NIH Research Projects · FY 2025 · 2025-09
ABSTRACT Older persons with HIV (PWH) face a higher risk, greater burden, and faster progression of age-related comorbidities, including cardiovascular diseases, metabolic disorders, renal dysfunction, obstructive lung disease, liver cirrhosis, and cancers, compared to those without HIV. These comorbidities lead to polypharmacy, adverse outcomes, and premature death. Understanding the cascade of comorbidity events and the natural history of these conditions among PWH is essential to guide secondary prevention and early interventions. The MACS/WIHS Combined Cohort Study (MWCCS) has significantly advanced HIV care by providing insights into HIV transmission, risk factors, and AIDS and non-AIDS outcomes among PWH using an interval cohort design. We propose to enrich this data source by establishing an electronic health record registry nested within the MWCCS (Aim 1) to study comorbidity burden and cascade among people with and without HIV. Furthermore, we will leverage existing cohort-wide biobehavioral data and the newly linked EHR data to develop predictive models of the comorbidity cascade among people with and without HIV (Aim 2). The proposed R21 work directly responds to PAR-24-092 by studying the aging and comorbidities of HIV using multidisciplinary approaches.
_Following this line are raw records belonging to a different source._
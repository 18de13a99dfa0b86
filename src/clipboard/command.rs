//! Clipboard helpers run as short-lived external processes.
//!
//! The text is written to the helper's stdin from a separate thread, so a
//! helper that never reads its input still hits the timeout instead of
//! blocking the caller. The helper is expected to exit with a success status.

use std::io::{self, Read, Write};
use std::process::{Child, ChildStderr, ChildStdin, Command, ExitStatus, Stdio};
use std::sync::mpsc::{self, Receiver};
use std::thread;
use std::time::{Duration, Instant};

use super::ClipboardMechanism;
use crate::error::MechanismError;

const POLL_INTERVAL: Duration = Duration::from_millis(10);

/// How long to wait on the stdin writer or stderr reader once the helper exited.
const IO_GRACE: Duration = Duration::from_millis(500);

/// An external program that reads clipboard content from stdin.
#[derive(Debug, Clone)]
pub struct CommandClipboard {
    name: String,
    program: String,
    args: Vec<String>,
    timeout: Option<Duration>,
}

impl CommandClipboard {
    /// A helper with no timeout.
    pub fn new(name: impl Into<String>, program: impl Into<String>, args: &[&str]) -> Self {
        Self {
            name: name.into(),
            program: program.into(),
            args: args.iter().map(|a| a.to_string()).collect(),
            timeout: None,
        }
    }

    /// Kill the helper if it has not exited after `timeout`. `None` waits forever.
    pub fn with_timeout(mut self, timeout: Option<Duration>) -> Self {
        self.timeout = timeout;
        self
    }

    fn spawn(&self) -> Result<Child, MechanismError> {
        Command::new(&self.program)
            .args(&self.args)
            .stdin(Stdio::piped())
            .stdout(Stdio::null())
            .stderr(Stdio::piped())
            .spawn()
            .map_err(|e| match e.kind() {
                io::ErrorKind::NotFound => {
                    MechanismError::unavailable(format!("{} not found", self.program))
                }
                _ => MechanismError::Unexpected(e),
            })
    }

    fn wait(&self, child: &mut Child) -> Result<ExitStatus, MechanismError> {
        let Some(timeout) = self.timeout else {
            let status = child.wait();
            return reap_on_error(child, status);
        };
        let deadline = Instant::now() + timeout;
        loop {
            let polled = child.try_wait();
            if let Some(status) = reap_on_error(child, polled)? {
                return Ok(status);
            }
            if Instant::now() >= deadline {
                // The process may exit between try_wait and kill.
                let _ = child.kill();
                let reaped = child.wait();
                reap_on_error(child, reaped)?;
                return Err(MechanismError::execution_failure(format!(
                    "{} timed out after {:?}",
                    self.program, timeout
                )));
            }
            thread::sleep(POLL_INTERVAL);
        }
    }

    fn describe_failure(&self, status: ExitStatus, child: &mut Child) -> String {
        let stderr = child
            .stderr
            .take()
            .map(drain)
            .and_then(|rx| rx.recv_timeout(IO_GRACE).ok())
            .unwrap_or_default();
        let mut reason = match status.code() {
            Some(code) => format!("{} exited with status {}", self.program, code),
            None => format!("{} terminated by signal", self.program),
        };
        let stderr = stderr.trim();
        if !stderr.is_empty() {
            reason.push_str(": ");
            reason.push_str(stderr);
        }
        reason
    }
}

impl ClipboardMechanism for CommandClipboard {
    fn name(&self) -> &str {
        &self.name
    }

    fn try_copy(&self, text: &str) -> Result<(), MechanismError> {
        let mut child = self.spawn()?;
        let written = child
            .stdin
            .take()
            .map(|stdin| feed(stdin, text.as_bytes().to_vec()));

        let status = self.wait(&mut child)?;
        if !status.success() {
            return Err(MechanismError::execution_failure(
                self.describe_failure(status, &mut child),
            ));
        }
        // stderr is left unread on success: xclip and wl-copy fork a selection
        // owner that inherits the pipe and keeps it open.
        match written.map(|rx| rx.recv_timeout(IO_GRACE)) {
            None => Ok(()),
            Some(Ok(result)) => result.map_err(MechanismError::Unexpected),
            Some(Err(_)) => Err(MechanismError::execution_failure(format!(
                "{} exited without reading its input",
                self.program
            ))),
        }
    }
}

/// Write `bytes` to the helper on a background thread, then close the pipe.
fn feed(mut stdin: ChildStdin, bytes: Vec<u8>) -> Receiver<io::Result<()>> {
    let (tx, rx) = mpsc::channel();
    thread::spawn(move || {
        let written = stdin.write_all(&bytes);
        drop(stdin);
        let _ = tx.send(written);
    });
    rx
}

/// Read the helper's stderr on a background thread.
fn drain(mut pipe: ChildStderr) -> Receiver<String> {
    let (tx, rx) = mpsc::channel();
    thread::spawn(move || {
        let mut out = String::new();
        let _ = pipe.read_to_string(&mut out);
        let _ = tx.send(out);
    });
    rx
}

/// Pass `result` through; on error kill and reap `child` first.
fn reap_on_error<T>(child: &mut Child, result: io::Result<T>) -> Result<T, MechanismError> {
    result.map_err(|e| {
        let _ = child.kill();
        let _ = child.wait();
        MechanismError::Unexpected(e)
    })
}

#[cfg(all(test, unix))]
mod tests {
    use std::fs;

    use super::*;

    fn sh(script: &str) -> CommandClipboard {
        CommandClipboard::new("sh", "sh", &["-c", script])
    }

    #[test]
    fn missing_program_is_unavailable() {
        let helper = CommandClipboard::new("nope", "passgen-no-such-helper", &[]);
        let err = helper.try_copy("x").unwrap_err();
        assert!(matches!(err, MechanismError::Unavailable { .. }));
        assert!(err.to_string().contains("passgen-no-such-helper not found"));
    }

    #[test]
    fn text_arrives_on_stdin() {
        let dir = tempfile::tempdir().unwrap();
        let target = dir.path().join("clip.txt");
        let target_str = target.to_str().unwrap();
        let helper = CommandClipboard::new("file", "sh", &["-c", r#"cat > "$0""#, target_str]);

        helper.try_copy("p@ss W0rd").unwrap();
        assert_eq!(fs::read_to_string(&target).unwrap(), "p@ss W0rd");
    }

    #[test]
    fn large_text_arrives_on_stdin() {
        let dir = tempfile::tempdir().unwrap();
        let target = dir.path().join("clip.txt");
        let target_str = target.to_str().unwrap();
        let helper = CommandClipboard::new("file", "sh", &["-c", r#"cat > "$0""#, target_str])
            .with_timeout(Some(Duration::from_secs(10)));

        let text = "x".repeat(1 << 20);
        helper.try_copy(&text).unwrap();
        assert_eq!(fs::read_to_string(&target).unwrap().len(), 1 << 20);
    }

    #[test]
    fn nonzero_exit_is_execution_failure() {
        let err = sh("cat >/dev/null; echo 'no display' >&2; exit 3")
            .try_copy("x")
            .unwrap_err();
        match err {
            MechanismError::ExecutionFailure { reason } => {
                assert!(reason.contains("status 3"), "{reason}");
                assert!(reason.contains("no display"), "{reason}");
            }
            other => panic!("unexpected error: {other}"),
        }
    }

    #[test]
    fn early_exit_without_reading_is_execution_failure() {
        let err = sh("exit 1").try_copy("x").unwrap_err();
        assert!(matches!(err, MechanismError::ExecutionFailure { .. }));
    }

    #[test]
    fn stderr_held_open_after_failure_does_not_hang() {
        // The background sleep inherits stderr and outlives the shell.
        let started = Instant::now();
        let err = sh("sleep 5 & exit 1").try_copy("x").unwrap_err();
        assert!(started.elapsed() < Duration::from_secs(2));
        assert!(err.to_string().contains("status 1"));
    }

    #[test]
    fn hung_helper_is_killed_after_timeout() {
        let helper = CommandClipboard::new("sleepy", "sleep", &["5"])
            .with_timeout(Some(Duration::from_millis(100)));
        let started = Instant::now();
        let err = helper.try_copy("x").unwrap_err();
        assert!(started.elapsed() < Duration::from_secs(4));
        assert!(err.to_string().contains("timed out"));
    }

    #[test]
    fn helper_ignoring_large_input_still_times_out() {
        // 1 MiB is far beyond the pipe buffer, so the write can never finish.
        let helper = CommandClipboard::new("sleepy", "sleep", &["5"])
            .with_timeout(Some(Duration::from_millis(100)));
        let text = "x".repeat(1 << 20);
        let started = Instant::now();
        let err = helper.try_copy(&text).unwrap_err();
        assert!(started.elapsed() < Duration::from_secs(2));
        assert!(err.to_string().contains("timed out"), "{err}");
    }

    #[test]
    fn wait_error_kills_and_reaps_child() {
        let mut child = Command::new("sleep")
            .arg("5")
            .stdin(Stdio::null())
            .spawn()
            .unwrap();
        let err = reap_on_error::<()>(&mut child, Err(io::Error::other("wait failed")))
            .unwrap_err();
        assert!(matches!(err, MechanismError::Unexpected(_)));
        assert!(child.try_wait().unwrap().is_some());
    }

    #[test]
    fn succeeds_within_timeout() {
        let helper = CommandClipboard::new("cat", "cat", &[])
            .with_timeout(Some(Duration::from_secs(5)));
        helper.try_copy("secret").unwrap();
    }
}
Advanced clinical informatics tools, statistical learning models, and leveraging existing MWCCS infrastructure and biobehavioral measurements will shed light on aging and comorbidities in PWH. It will identify high-risk individuals prone to high comorbidity burden, thus paving the way to eventually be able to provide guidance on clinical decision making and care. Notably, this transformative initiative will serve as a pilot platform, leveraging MWCCS infrastructure, real-time EHR data, and existing cohort biomarkers. The data pipeline developed through this project will provide a scalable foundation for expansion to other MWCCS study sites in the near future, significantly broadening the scope and impact of ongoing research in HIV, aging, and comorbidity.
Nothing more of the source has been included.